(Your objective): Each line containing the word "serde" must be copied from the material below.
* * * * * * * * *
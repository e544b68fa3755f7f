use std::fmt;
use std::str::FromStr;

use serde::Deserialize;

/// Lowest concurrency limit a user can configure.
pub const MIN_CONCURRENT: usize = 1;
/// Highest concurrency limit a user can configure.
pub const MAX_CONCURRENT: usize = 20;
/// Concurrency limit used when nothing else is configured.
pub const DEFAULT_MAX_CONCURRENT: usize = 5;

/// Identifier of a single launch. Allocated monotonically, never reused.
#[derive(Debug, Clone, Copy, PartialEq, Eq, PartialOrd, Ord, Hash)]
pub struct JobId(pub u64);

impl fmt::Display for JobId {
    fn fmt(&self, f: &mut fmt::Formatter<'_>) -> fmt::Result {
        write!(f, "#{}", self.0)
    }
}

impl FromStr for JobId {
    type Err = String;

    fn from_str(s: &str) -> Result<Self, Self::Err> {
        let digits = s.trim().trim_start_matches('#');
        digits
            .parse::<u64>()
            .map(JobId)
            .map_err(|_| format!("invalid job id: {s} (expected e.g. \"#3\" or \"3\")"))
    }
}

/// Identifier of an output tab, captured when the tab is created.
///
/// Tabs are always addressed by this id; their position in the tab strip is
/// a separate, mutable property.
#[derive(Debug, Clone, Copy, PartialEq, Eq, PartialOrd, Ord, Hash)]
pub struct TabId(pub u64);

impl fmt::Display for TabId {
    fn fmt(&self, f: &mut fmt::Formatter<'_>) -> fmt::Result {
        write!(f, "t{}", self.0)
    }
}

impl FromStr for TabId {
    type Err = String;

    fn from_str(s: &str) -> Result<Self, Self::Err> {
        let digits = s.trim().trim_start_matches('t');
        digits
            .parse::<u64>()
            .map(TabId)
            .map_err(|_| format!("invalid tab id: {s} (expected e.g. \"t2\" or \"2\")"))
    }
}

/// What to do with an existing, fully finished tab when its script runs again.
///
/// - `Reuse`: append a separator and the new run's output to the old tab
///   (default, matches the historical behaviour).
/// - `New`: always open a fresh tab per run.
#[derive(Debug, Clone, Copy, Default, PartialEq, Eq, Deserialize)]
#[serde(rename_all = "lowercase")]
pub enum TabReusePolicy {
    #[default]
    Reuse,
    New,
}

impl fmt::Display for TabReusePolicy {
    fn fmt(&self, f: &mut fmt::Formatter<'_>) -> fmt::Result {
        match self {
            TabReusePolicy::Reuse => f.write_str("reuse"),
            TabReusePolicy::New => f.write_str("new"),
        }
    }
}

impl FromStr for TabReusePolicy {
    type Err = String;

    fn from_str(s: &str) -> Result<Self, Self::Err> {
        match s.trim().to_lowercase().as_str() {
            "reuse" => Ok(TabReusePolicy::Reuse),
            "new" => Ok(TabReusePolicy::New),
            other => Err(format!(
                "invalid tab_reuse: {other} (expected \"reuse\" or \"new\")"
            )),
        }
    }
}

/// Clamp a requested concurrency limit into the supported range.
pub fn clamp_limit(limit: usize) -> usize {
    limit.clamp(MIN_CONCURRENT, MAX_CONCURRENT)
}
* * * * * * * * *
(Your response):
use serde::Deserialize;
#[serde(rename_all = "lowercase")]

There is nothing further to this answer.